Abstract: In this talk, I will introduce a class of four dimensional chiral gauge theories which is purely bosonic. By "bosonic" I mean that these theories do not admit any fermionic gauge invariant operators. Then I discuss possibly the most comprehensive set of `t Hooft anomalies that the theory possesses. For this, I will discuss general background 
fields that can be consistently activated. The final outcome of this is a combination of centers of color, non-abelian flavor symmetry, and U(1) symmetry of the theory, which we call a CFU background. Next, I will discuss anomaly matching assuming confinement as the IR phase. I will show that a combination of the following facts imposes serious 
challenges for the anomaly matching:
(1) Theory is bosonic, so no possible composite fermions to match continuous anomalies.
(2) Theorems regarding existence/absence of "symmetry preserving TQFTs"
(3) Possible vacuum operators and associated breaking of flavor symmetries.

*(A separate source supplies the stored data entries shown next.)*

//! Timed status effects and their merge/decay rules.

use serde::{Deserialize, Serialize};

/// A timed buff or debuff whose duration decays once per resolved turn.
#[derive(Debug, Clone, PartialEq, Eq, Serialize, Deserialize)]
#[serde(rename_all = "camelCase")]
pub struct StatusEffect {
    pub name: String,
    #[serde(default)]
    pub description: String,
    /// Remaining turns, always > 0 while the status is held
    #[serde(alias = "durationInTurns")]
    pub duration: u32,
    #[serde(default)]
    pub effect: String,
}

impl StatusEffect {
    pub fn new(name: impl Into<String>, duration: u32) -> Self {
        Self {
            name: name.into(),
            description: String::new(),
            duration,
            effect: String::new(),
        }
    }

    pub fn with_description(mut self, description: impl Into<String>) -> Self {
        self.description = description.into();
        self
    }

    pub fn with_effect(mut self, effect: impl Into<String>) -> Self {
        self.effect = effect.into();
        self
    }
}

/// Merge incoming statuses into the current list.
///
/// A status sharing a name with a held one refreshes it to the longer of the
/// two durations; new names are appended. Order of held statuses is kept.
pub fn merge_statuses(current: &[StatusEffect], incoming: &[StatusEffect]) -> Vec<StatusEffect> {
    let mut merged = current.to_vec();
    for status in incoming {
        match merged.iter_mut().find(|held| held.name == status.name) {
            Some(held) => held.duration = held.duration.max(status.duration),
            None => merged.push(status.clone()),
        }
    }
    merged
}

/// Decay every status by one turn, dropping the ones that run out.
pub fn tick_statuses(statuses: Vec<StatusEffect>) -> Vec<StatusEffect> {
    statuses
        .into_iter()
        .filter_map(|mut status| {
            status.duration = status.duration.saturating_sub(1);
            (status.duration > 0).then_some(status)
        })
        .collect()
}
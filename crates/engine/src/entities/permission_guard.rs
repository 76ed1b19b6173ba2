//! Permission Guard - who may do what to a session right now.
//!
//! The checks are pure functions over a loaded [`GameView`]. Expected denials
//! come back as a [`PermissionCheck`] value; only [`PermissionCheck::enforce`]
//! turns a denial into an error.

use std::sync::Arc;

use serde::Serialize;

use powertale_domain::{GameSession, Player, SessionId, UserId};

use crate::infrastructure::ports::{PlayerRepo, RepoError, SessionRepo};

/// Stable denial codes callers can map to messages.
#[derive(Debug, Clone, Copy, PartialEq, Eq, Hash, Serialize)]
#[serde(rename_all = "SCREAMING_SNAKE_CASE")]
pub enum PermissionErrorCode {
    UnauthorizedNotHost,
    UnauthorizedNotActivePlayer,
    GameNotFound,
    PlayerNotInGame,
    InvalidGameState,
}

impl PermissionErrorCode {
    pub fn as_str(&self) -> &'static str {
        match self {
            Self::UnauthorizedNotHost => "UNAUTHORIZED_NOT_HOST",
            Self::UnauthorizedNotActivePlayer => "UNAUTHORIZED_NOT_ACTIVE_PLAYER",
            Self::GameNotFound => "GAME_NOT_FOUND",
            Self::PlayerNotInGame => "PLAYER_NOT_IN_GAME",
            Self::InvalidGameState => "INVALID_GAME_STATE",
        }
    }
}

impl std::fmt::Display for PermissionErrorCode {
    fn fmt(&self, f: &mut std::fmt::Formatter<'_>) -> std::fmt::Result {
        f.write_str(self.as_str())
    }
}

#[derive(Debug, Clone, PartialEq, Eq, thiserror::Error)]
#[error("{code}: {reason}")]
pub struct PermissionDenied {
    pub code: PermissionErrorCode,
    pub reason: String,
}

impl PermissionDenied {
    fn new(code: PermissionErrorCode, reason: impl Into<String>) -> Self {
        Self {
            code,
            reason: reason.into(),
        }
    }
}

#[derive(Debug, Clone, PartialEq, Eq, Serialize)]
#[serde(rename_all = "camelCase")]
pub struct PermissionCheck {
    pub allowed: bool,
    #[serde(skip_serializing_if = "Option::is_none")]
    pub error_code: Option<PermissionErrorCode>,
    #[serde(skip_serializing_if = "Option::is_none")]
    pub reason: Option<String>,
}

impl PermissionCheck {
    pub fn allow() -> Self {
        Self {
            allowed: true,
            error_code: None,
            reason: None,
        }
    }

    pub fn deny(code: PermissionErrorCode, reason: impl Into<String>) -> Self {
        Self {
            allowed: false,
            error_code: Some(code),
            reason: Some(reason.into()),
        }
    }

    /// Fail-fast form for call sites that treat a denial as an error.
    pub fn enforce(self) -> Result<(), PermissionDenied> {
        if self.allowed {
            return Ok(());
        }
        Err(PermissionDenied {
            code: self
                .error_code
                .unwrap_or(PermissionErrorCode::InvalidGameState),
            reason: self.reason.unwrap_or_else(|| "permission denied".to_string()),
        })
    }
}

impl From<PermissionDenied> for PermissionCheck {
    fn from(denied: PermissionDenied) -> Self {
        Self::deny(denied.code, denied.reason)
    }
}

/// First denial, or allow when every check passes.
pub fn check_all<I>(checks: I) -> PermissionCheck
where
    I: IntoIterator<Item = PermissionCheck>,
{
    checks
        .into_iter()
        .find(|check| !check.allowed)
        .unwrap_or_else(PermissionCheck::allow)
}

/// A session together with its seated players.
#[derive(Debug, Clone, PartialEq)]
pub struct GameView {
    pub session: GameSession,
    pub players: Vec<Player>,
}

impl GameView {
    pub fn member(&self, user_id: UserId) -> Option<&Player> {
        self.players.iter().find(|p| p.user_id == user_id)
    }

    fn require_member(&self, user_id: UserId) -> PermissionCheck {
        match self.member(user_id) {
            Some(_) => PermissionCheck::allow(),
            None => PermissionCheck::deny(
                PermissionErrorCode::PlayerNotInGame,
                "You are not a player in this game",
            ),
        }
    }

    fn require_lobby(&self) -> PermissionCheck {
        if self.session.is_lobby() {
            PermissionCheck::allow()
        } else {
            PermissionCheck::deny(
                PermissionErrorCode::InvalidGameState,
                format!("Game is {}, not in the lobby", self.session.status),
            )
        }
    }

    fn require_host(&self, user_id: UserId) -> PermissionCheck {
        if self.session.is_host(user_id) {
            PermissionCheck::allow()
        } else {
            PermissionCheck::deny(
                PermissionErrorCode::UnauthorizedNotHost,
                "Only the host can do that",
            )
        }
    }
}

fn game_not_found() -> PermissionDenied {
    PermissionDenied::new(PermissionErrorCode::GameNotFound, "Game not found")
}

macro_rules! found_or_deny {
    ($view:expr) => {
        match $view {
            Some(view) => view,
            None => return game_not_found().into(),
        }
    };
}

pub fn is_host(view: Option<&GameView>, user_id: UserId) -> Result<bool, PermissionDenied> {
    let view = view.ok_or_else(game_not_found)?;
    Ok(view.session.is_host(user_id))
}

pub fn is_active_player(view: Option<&GameView>, user_id: UserId) -> Result<bool, PermissionDenied> {
    let view = view.ok_or_else(game_not_found)?;
    if !view.session.is_active() {
        return Err(PermissionDenied::new(
            PermissionErrorCode::InvalidGameState,
            format!("Game is {}, not active", view.session.status),
        ));
    }
    Ok(view.session.active_player() == Some(user_id))
}

pub fn can_submit_action(view: Option<&GameView>, user_id: UserId) -> PermissionCheck {
    let game = found_or_deny!(view);
    let membership = game.require_member(user_id);
    if !membership.allowed {
        return membership;
    }
    match is_active_player(view, user_id) {
        Ok(true) => PermissionCheck::allow(),
        Ok(false) => PermissionCheck::deny(
            PermissionErrorCode::UnauthorizedNotActivePlayer,
            "It is not your turn",
        ),
        Err(denied) => denied.into(),
    }
}

pub fn can_start_game(view: Option<&GameView>, user_id: UserId) -> PermissionCheck {
    let game = found_or_deny!(view);
    let roster = if game.players.is_empty() {
        PermissionCheck::deny(PermissionErrorCode::InvalidGameState, "Game has no players")
    } else if let Some(missing) = game.players.iter().find(|p| !p.has_character()) {
        PermissionCheck::deny(
            PermissionErrorCode::InvalidGameState,
            format!("Player {} has not created a character", missing.user_id),
        )
    } else {
        PermissionCheck::allow()
    };
    check_all([game.require_host(user_id), game.require_lobby(), roster])
}

pub fn can_end_game(view: Option<&GameView>, user_id: UserId) -> PermissionCheck {
    let game = found_or_deny!(view);
    let not_ended = if game.session.status == powertale_domain::SessionStatus::Ended {
        PermissionCheck::deny(PermissionErrorCode::InvalidGameState, "Game has already ended")
    } else {
        PermissionCheck::allow()
    };
    check_all([game.require_host(user_id), not_ended])
}

pub fn can_modify_settings(view: Option<&GameView>, user_id: UserId) -> PermissionCheck {
    let game = found_or_deny!(view);
    check_all([game.require_host(user_id), game.require_lobby()])
}

/// Joining twice is allowed so reconnecting clients can repeat the call.
pub fn can_join_game(view: Option<&GameView>, user_id: UserId) -> PermissionCheck {
    let game = found_or_deny!(view);
    if game.member(user_id).is_some() {
        return PermissionCheck::allow();
    }
    let capacity = if game.players.len() >= game.session.max_players {
        PermissionCheck::deny(PermissionErrorCode::InvalidGameState, "Game is full")
    } else {
        PermissionCheck::allow()
    };
    check_all([game.require_lobby(), capacity])
}

pub fn can_leave_game(view: Option<&GameView>, user_id: UserId) -> PermissionCheck {
    let game = found_or_deny!(view);
    check_all([game.require_member(user_id), game.require_lobby()])
}

pub fn can_create_character(view: Option<&GameView>, user_id: UserId) -> PermissionCheck {
    let game = found_or_deny!(view);
    check_all([game.require_member(user_id), game.require_lobby()])
}

pub fn can_view_game(view: Option<&GameView>, user_id: UserId) -> PermissionCheck {
    found_or_deny!(view).require_member(user_id)
}

/// Loads session state for the pure checks above.
pub struct PermissionGuard {
    sessions: Arc<dyn SessionRepo>,
    players: Arc<dyn PlayerRepo>,
}

impl PermissionGuard {
    pub fn new(sessions: Arc<dyn SessionRepo>, players: Arc<dyn PlayerRepo>) -> Self {
        Self { sessions, players }
    }

    pub async fn load(&self, session_id: SessionId) -> Result<Option<GameView>, RepoError> {
        let Some(session) = self.sessions.get(session_id).await? else {
            return Ok(None);
        };
        let players = self.players.list_in_session(session_id).await?;
        Ok(Some(GameView { session, players }))
    }

    /// Load the session and run one check against it.
    pub async fn check<F>(
        &self,
        session_id: SessionId,
        user_id: UserId,
        rule: F,
    ) -> Result<PermissionCheck, RepoError>
    where
        F: FnOnce(Option<&GameView>, UserId) -> PermissionCheck + Send,
    {
        let view = self.load(session_id).await?;
        let check = rule(view.as_ref(), user_id);
        if !check.allowed {
            tracing::debug!(
                session_id = %session_id,
                user_id = %user_id,
                code = ?check.error_code,
                "Permission denied"
            );
        }
        Ok(check)
    }
}
//! Digest and distance primitives shared by the store and the match layers.
//!
//! All hashes in this system are fixed-width lowercase hex strings. Fuzzy
//! comparison is character-wise Hamming distance over those strings, not a
//! bitwise distance over the decoded bytes: each hex character corresponds to
//! one signal bin, so a one-bin drift costs exactly one position.

use hmac::{Hmac, Mac};
use sha2::{Digest, Sha256};
use thiserror::Error;

type HmacSha256 = Hmac<Sha256>;

#[derive(Debug, Error, PartialEq, Eq)]
pub enum HashError {
    #[error("hash length mismatch: {left} vs {right}")]
    LengthMismatch { left: usize, right: usize },
}

/// Character-wise Hamming distance between two equal-length strings.
///
/// Refuses unequal lengths rather than padding; a truncated candidate row is
/// a corruption signal the caller must decide how to handle.
pub fn hamming(a: &str, b: &str) -> Result<usize, HashError> {
    if a.len() != b.len() {
        return Err(HashError::LengthMismatch {
            left: a.len(),
            right: b.len(),
        });
    }
    Ok(a.chars().zip(b.chars()).filter(|(x, y)| x != y).count())
}

/// Similarity in [0, 1]: `1 - hamming / max(len)`. Equal strings score 1.0.
pub fn similarity(a: &str, b: &str) -> Result<f64, HashError> {
    let d = hamming(a, b)?;
    let width = a.len().max(b.len()).max(1);
    Ok(1.0 - d as f64 / width as f64)
}

/// SHA-256 over raw bytes, returned as 64 lowercase hex chars.
pub fn sha256_hex(data: &[u8]) -> String {
    let mut hasher = Sha256::new();
    hasher.update(data);
    hex::encode(hasher.finalize())
}

/// HMAC-SHA256, returned as 64 lowercase hex chars.
pub fn hmac_sha256_hex(key: &[u8], message: &[u8]) -> String {
    // Hmac::new_from_slice accepts any key length for SHA-256.
    let mut mac = HmacSha256::new_from_slice(key).expect("hmac accepts any key length");
    mac.update(message);
    hex::encode(mac.finalize().into_bytes())
}
impl VisitorDb {
    /// Open or create the store at the given path and run migrations.
    pub fn open(path: &str) -> Result<Self> {
        Self::from_connection(Connection::open(path)?)
    }

    /// In-memory store, used by tests and ephemeral setups.
    pub fn open_in_memory() -> Result<Self> {
        Self::from_connection(Connection::open_in_memory()?)
    }

    fn from_connection(conn: Connection) -> Result<Self> {
        conn.pragma_update(None, "journal_mode", "WAL").ok();
        conn.pragma_update(None, "foreign_keys", "ON")?;
        let db = Self {
            conn: Mutex::new(conn),
        };
        db.migrate()?;
        Ok(db)
    }

    fn conn(&self) -> MutexGuard<'_, Connection> {
        // A panic mid-statement cannot leave a half-applied write behind
        // (sqlite statements are atomic), so a poisoned lock is recoverable.
        self.conn.lock().unwrap_or_else(|e| e.into_inner())
    }

    fn migrate(&self) -> Result<()> {
        self.conn().execute_batch(
            r#"
            CREATE TABLE IF NOT EXISTS visitors (
                id TEXT PRIMARY KEY,
                created_at INTEGER NOT NULL,
                updated_at INTEGER NOT NULL,
                trust_level TEXT NOT NULL DEFAULT 'NEW',
                crowd_score REAL NOT NULL DEFAULT 0,
                unique_ips INTEGER NOT NULL DEFAULT 0,
                visit_count INTEGER NOT NULL DEFAULT 0,
                last_score_update INTEGER
            );

            CREATE TABLE IF NOT EXISTS fingerprints (
                id TEXT PRIMARY KEY,
                visitor_id TEXT NOT NULL REFERENCES visitors(id),
                fingerprint_hash TEXT NOT NULL,
                fuzzy_hash TEXT NOT NULL,
                stable_hash TEXT,
                gpu_timing_hash TEXT,
                components JSON NOT NULL,
                entropy REAL,
                confidence REAL NOT NULL,
                is_farbled INTEGER NOT NULL DEFAULT 0,
                created_at INTEGER NOT NULL
            );

            -- fingerprint_hash is indexed but NOT unique: two visitors may
            -- collide and each retain their rows; retrieval is most-recent.
            CREATE INDEX IF NOT EXISTS idx_fp_exact ON fingerprints(fingerprint_hash, created_at);
            CREATE INDEX IF NOT EXISTS idx_fp_stable ON fingerprints(stable_hash, created_at);
            CREATE INDEX IF NOT EXISTS idx_fp_gpu ON fingerprints(gpu_timing_hash, created_at);
            CREATE INDEX IF NOT EXISTS idx_fp_created ON fingerprints(created_at);

            CREATE TABLE IF NOT EXISTS sessions (
                id TEXT PRIMARY KEY,
                visitor_id TEXT NOT NULL REFERENCES visitors(id),
                fingerprint_id TEXT NOT NULL REFERENCES fingerprints(id),
                ip_address TEXT,
                user_agent TEXT,
                referer TEXT,
                tls_ja4 TEXT,
                tls_ja3 TEXT,
                header_order_hash TEXT,
                first_seen INTEGER NOT NULL,
                last_seen INTEGER NOT NULL
            );

            CREATE INDEX IF NOT EXISTS idx_sessions_visitor_ts ON sessions(visitor_id, first_seen);

            CREATE TABLE IF NOT EXISTS daily_stats (
                date TEXT NOT NULL UNIQUE,
                total INTEGER NOT NULL DEFAULT 0,
                unique_visitors INTEGER NOT NULL DEFAULT 0,
                exact_hits INTEGER NOT NULL DEFAULT 0,
                stable_hits INTEGER NOT NULL DEFAULT 0,
                gpu_hits INTEGER NOT NULL DEFAULT 0,
                fuzzy_stable_hits INTEGER NOT NULL DEFAULT 0,
                fuzzy_hits INTEGER NOT NULL DEFAULT 0,
                new_visitors INTEGER NOT NULL DEFAULT 0,
                avg_entropy REAL NOT NULL DEFAULT 0,
                entropy_samples INTEGER NOT NULL DEFAULT 0
            );
            "#,
        )?;
        Ok(())
    }

    // ===== Indexed lookups =====

    /// Most recently created row carrying this exact hash, if any.
    pub fn find_fp_by_exact_hash(&self, hash: &str) -> Result<Option<FingerprintRecord>> {
        self.find_fp_by("fingerprint_hash", hash)
    }

    pub fn find_fp_by_stable_hash(&self, hash: &str) -> Result<Option<FingerprintRecord>> {
        self.find_fp_by("stable_hash", hash)
    }

    pub fn find_fp_by_gpu_timing_hash(&self, hash: &str) -> Result<Option<FingerprintRecord>> {
        self.find_fp_by("gpu_timing_hash", hash)
    }

    fn find_fp_by(&self, column: &str, hash: &str) -> Result<Option<FingerprintRecord>> {
        // `column` is one of three fixed identifiers above, never user input.
        let sql = format!(
            "SELECT {FP_COLUMNS} FROM fingerprints
             WHERE {column} = ?1
             ORDER BY created_at DESC, rowid DESC LIMIT 1"
        );
        let conn = self.conn();
        let row = conn.query_row(&sql, params![hash], fp_from_row).optional()?;
        Ok(row)
    }

    pub fn get_fingerprint(&self, id: &Uuid) -> Result<Option<FingerprintRecord>> {
        let sql = format!("SELECT {FP_COLUMNS} FROM fingerprints WHERE id = ?1");
        let conn = self.conn();
        let row = conn
            .query_row(&sql, params![id.to_string()], fp_from_row)
            .optional()?;
        Ok(row)
    }

    // ===== Bounded recency scans =====

    /// Most-recent-first window of rows with a usable stable hash.
    ///
    /// The limit is a policy constant sized for response time, not recall:
    /// a candidate that fell out of the window is accepted as a miss.
    pub fn scan_recent_stable_hashes(&self, limit: usize) -> Result<Vec<HashCandidate>> {
        self.scan_recent("stable_hash", limit)
    }

    /// Most-recent-first window of fuzzy hashes.
    pub fn scan_recent_fuzzy_hashes(&self, limit: usize) -> Result<Vec<HashCandidate>> {
        self.scan_recent("fuzzy_hash", limit)
    }

    fn scan_recent(&self, column: &str, limit: usize) -> Result<Vec<HashCandidate>> {
        let sql = format!(
            "SELECT id, visitor_id, {column} FROM fingerprints
             WHERE {column} IS NOT NULL AND {column} != ''
             ORDER BY created_at DESC, rowid DESC LIMIT ?1"
        );
        let conn = self.conn();
        let mut stmt = conn.prepare(&sql)?;
        let rows = stmt.query_map(params![limit as i64], |r| {
            Ok(HashCandidate {
                fp_id: uuid_col(r, 0)?,
                visitor_id: uuid_col(r, 1)?,
                hash: r.get(2)?,
            })
        })?;
        let mut out = Vec::new();
        for row in rows {
            out.push(row?);
        }
        Ok(out)
    }

    // ===== Visit terminals (transactional) =====

    /// Layer-1 terminal: the submission matched an existing row exactly, so
    /// only a session is written.
    pub fn record_visit_existing_fp(
        &self,
        visitor_id: &Uuid,
        fp_id: &Uuid,
        meta: &RequestMeta,
    ) -> Result<Uuid> {
        let mut conn = self.conn();
        let tx = conn.transaction()?;
        let session_id = insert_session(&tx, visitor_id, fp_id, meta)?;
        touch_visitor(&tx, visitor_id)?;
        tx.commit()?;
        Ok(session_id)
    }

    /// Layer 2-5 terminal: new fingerprint row under a matched visitor plus
    /// the session, in one transaction.
    pub fn record_visit_new_fp(
        &self,
        visitor_id: &Uuid,
        record: &NewFingerprint,
        meta: &RequestMeta,
    ) -> Result<(Uuid, Uuid)> {
        let mut conn = self.conn();
        let tx = conn.transaction()?;
        let exists: bool = tx
            .query_row(
                "SELECT 1 FROM visitors WHERE id = ?1",
                params![visitor_id.to_string()],
                |_| Ok(true),
            )
            .optional()?
            .unwrap_or(false);
        if !exists {
            return Err(DbError::UnknownVisitor(*visitor_id));
        }
        let fp_id = insert_fingerprint(&tx, visitor_id, record)?;
        let session_id = insert_session(&tx, visitor_id, &fp_id, meta)?;
        touch_visitor(&tx, visitor_id)?;
        tx.commit()?;
        Ok((fp_id, session_id))
    }

    /// Layer-6 terminal: visitor, first fingerprint and session, atomically.
    ///
    /// `preset_id` re-introduces a prior visitor id carried by a valid
    /// signed token; when the row already exists it is reused as-is.
    pub fn record_visit_new_visitor(
        &self,
        preset_id: Option<Uuid>,
        record: &NewFingerprint,
        meta: &RequestMeta,
    ) -> Result<(Uuid, Uuid, Uuid)> {
        let visitor_id = preset_id.unwrap_or_else(Uuid::new_v4);
        let ts = now_ms();
        let mut conn = self.conn();
        let tx = conn.transaction()?;
        tx.execute(
            "INSERT OR IGNORE INTO visitors (id, created_at, updated_at) VALUES (?1, ?2, ?2)",
            params![visitor_id.to_string(), ts],
        )?;
        let fp_id = insert_fingerprint(&tx, &visitor_id, record)?;
        let session_id = insert_session(&tx, &visitor_id, &fp_id, meta)?;
        tx.commit()?;
        Ok((visitor_id, fp_id, session_id))
    }

    // ===== Rollup and trust cache =====

    /// Atomic upsert of the daily counters; `date` is a UTC calendar date
    /// (`YYYY-MM-DD`). Increments happen inside the statement so concurrent
    /// writers cannot lose updates; the running entropy average folds the
    /// new sample in the same statement.
    pub fn upsert_daily_stats(
        &self,
        date: &str,
        match_type: MatchType,
        entropy: Option<f64>,
    ) -> Result<()> {
        let f = |t: MatchType| i64::from(match_type == t);
        let is_new = f(MatchType::New);
        self.conn().execute(
            "INSERT INTO daily_stats (date, total, unique_visitors, exact_hits, stable_hits, \
                 gpu_hits, fuzzy_stable_hits, fuzzy_hits, new_visitors, avg_entropy, entropy_samples)
             VALUES (?1, 1, ?2, ?3, ?4, ?5, ?6, ?7, ?2, COALESCE(?8, 0),
                     CASE WHEN ?8 IS NULL THEN 0 ELSE 1 END)
             ON CONFLICT(date) DO UPDATE SET
                 total = total + 1,
                 unique_visitors = unique_visitors + ?2,
                 exact_hits = exact_hits + ?3,
                 stable_hits = stable_hits + ?4,
                 gpu_hits = gpu_hits + ?5,
                 fuzzy_stable_hits = fuzzy_stable_hits + ?6,
                 fuzzy_hits = fuzzy_hits + ?7,
                 new_visitors = new_visitors + ?2,
                 avg_entropy = CASE WHEN ?8 IS NULL THEN avg_entropy
                     ELSE (avg_entropy * entropy_samples + ?8) / (entropy_samples + 1) END,
                 entropy_samples = entropy_samples + (CASE WHEN ?8 IS NULL THEN 0 ELSE 1 END)",
            params![
                date,
                is_new,
                f(MatchType::Exact),
                f(MatchType::Stable),
                f(MatchType::Gpu),
                f(MatchType::FuzzyStable),
                f(MatchType::Fuzzy),
                entropy,
            ],
        )?;
        Ok(())
    }

    /// Rollup read-back, newest first.
    pub fn daily_stats(&self, days: usize) -> Result<Vec<DailyStatsRow>> {
        let conn = self.conn();
        let mut stmt = conn.prepare(
            "SELECT date, total, unique_visitors, exact_hits, stable_hits, gpu_hits, \
                 fuzzy_stable_hits, fuzzy_hits, new_visitors, avg_entropy
             FROM daily_stats ORDER BY date DESC LIMIT ?1",
        )?;
        let rows = stmt.query_map(params![days as i64], |r| {
            Ok(DailyStatsRow {
                date: r.get(0)?,
                total: r.get::<_, i64>(1)? as u64,
                unique_visitors: r.get::<_, i64>(2)? as u64,
                exact: r.get::<_, i64>(3)? as u64,
                stable: r.get::<_, i64>(4)? as u64,
                gpu: r.get::<_, i64>(5)? as u64,
                fuzzy_stable: r.get::<_, i64>(6)? as u64,
                fuzzy: r.get::<_, i64>(7)? as u64,
                new: r.get::<_, i64>(8)? as u64,
                avg_entropy: r.get(9)?,
            })
        })?;
        let mut out = Vec::new();
        for row in rows {
            out.push(row?);
        }
        Ok(out)
    }

    /// Last-writer-wins refresh of the derived trust attributes.
    pub fn update_visitor_trust(&self, visitor_id: &Uuid, cache: &TrustCacheUpdate) -> Result<()> {
        self.conn().execute(
            "UPDATE visitors SET trust_level = ?2, crowd_score = ?3, unique_ips = ?4, \
                 visit_count = ?5, last_score_update = ?6, updated_at = ?7
             WHERE id = ?1",
            params![
                visitor_id.to_string(),
                cache.trust_level.as_str(),
                cache.crowd_score,
                cache.unique_ips as i64,
                cache.visit_count as i64,
                cache.last_score_update,
                now_ms(),
            ],
        )?;
        Ok(())
    }

    // ===== Reads for the scorer and the response =====

    pub fn get_visitor(&self, id: &Uuid) -> Result<Option<VisitorRecord>> {
        let conn = self.conn();
        let row = conn
            .query_row(
                "SELECT id, created_at, updated_at, trust_level, crowd_score, unique_ips, \
                     visit_count, last_score_update
                 FROM visitors WHERE id = ?1",
                params![id.to_string()],
                visitor_from_row,
            )
            .optional()?;
        Ok(row)
    }

    /// Sessions of one visitor since `since_ms`, newest first. Only the
    /// fields the crowd scorer consumes.
    pub fn recent_sessions(&self, visitor_id: &Uuid, since_ms: i64) -> Result<Vec<SessionLite>> {
        let conn = self.conn();
        let mut stmt = conn.prepare(
            "SELECT ip_address, first_seen FROM sessions
             WHERE visitor_id = ?1 AND first_seen >= ?2
             ORDER BY first_seen DESC",
        )?;
        let rows = stmt.query_map(params![visitor_id.to_string(), since_ms], |r| {
            Ok(SessionLite {
                ip_address: r.get(0)?,
                first_seen: r.get(1)?,
            })
        })?;
        let mut out = Vec::new();
        for row in rows {
            out.push(row?);
        }
        Ok(out)
    }

    /// Visitor row plus its latest `n` sessions and aggregate counts, for
    /// the response payload.
    pub fn visitor_with_recent(&self, visitor_id: &Uuid, n: usize) -> Result<Option<VisitorView>> {
        let visitor = match self.get_visitor(visitor_id)? {
            Some(v) => v,
            None => return Ok(None),
        };
        let conn = self.conn();
        let (visit_count, last_visit): (i64, Option<i64>) = conn.query_row(
            "SELECT COUNT(*), MAX(first_seen) FROM sessions WHERE visitor_id = ?1",
            params![visitor_id.to_string()],
            |r| Ok((r.get(0)?, r.get(1)?)),
        )?;
        let mut stmt = conn.prepare(
            "SELECT first_seen, ip_address, user_agent FROM sessions
             WHERE visitor_id = ?1 ORDER BY first_seen DESC, rowid DESC LIMIT ?2",
        )?;
        let rows = stmt.query_map(params![visitor_id.to_string(), n as i64], |r| {
            Ok(RecentSessionRow {
                first_seen: r.get(0)?,
                ip_address: r.get(1)?,
                user_agent: r.get(2)?,
            })
        })?;
        let mut recent = Vec::new();
        for row in rows {
            recent.push(row?);
        }
        Ok(Some(VisitorView {
            visitor,
            visit_count: visit_count as u64,
            last_visit,
            recent,
        }))
    }
}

(4) Dimensional analysis and RG flow.
Focusing on a example of SU(8) theory with one fermion in rank-2 symmetric and three fermions in the rank-2 antisymmetric representations, I will argue that if the theory confines then we can more or less determine the vacuum condensate operator, dimension 5 fermion bilinear operator, and thereby the pattern of chiral symmetry breaking. If, however, this dimension 5 operator decouples through the RG trajectory, then the theory most likely must flow to IR 
conformal field theory. Considering another example, SU(8) theory with two fermions in rank-2 symmetric and six fermions in the rank-2 antisymmetric representations, I will then argue that the theory is highly unlikely to confine and the most feasible possibility is to flow to the IR CFT. Interestingly, these rather remarkable results based on non-perturbative analysis are consistent with what the perturbative analysis about the IR fixed point suggests.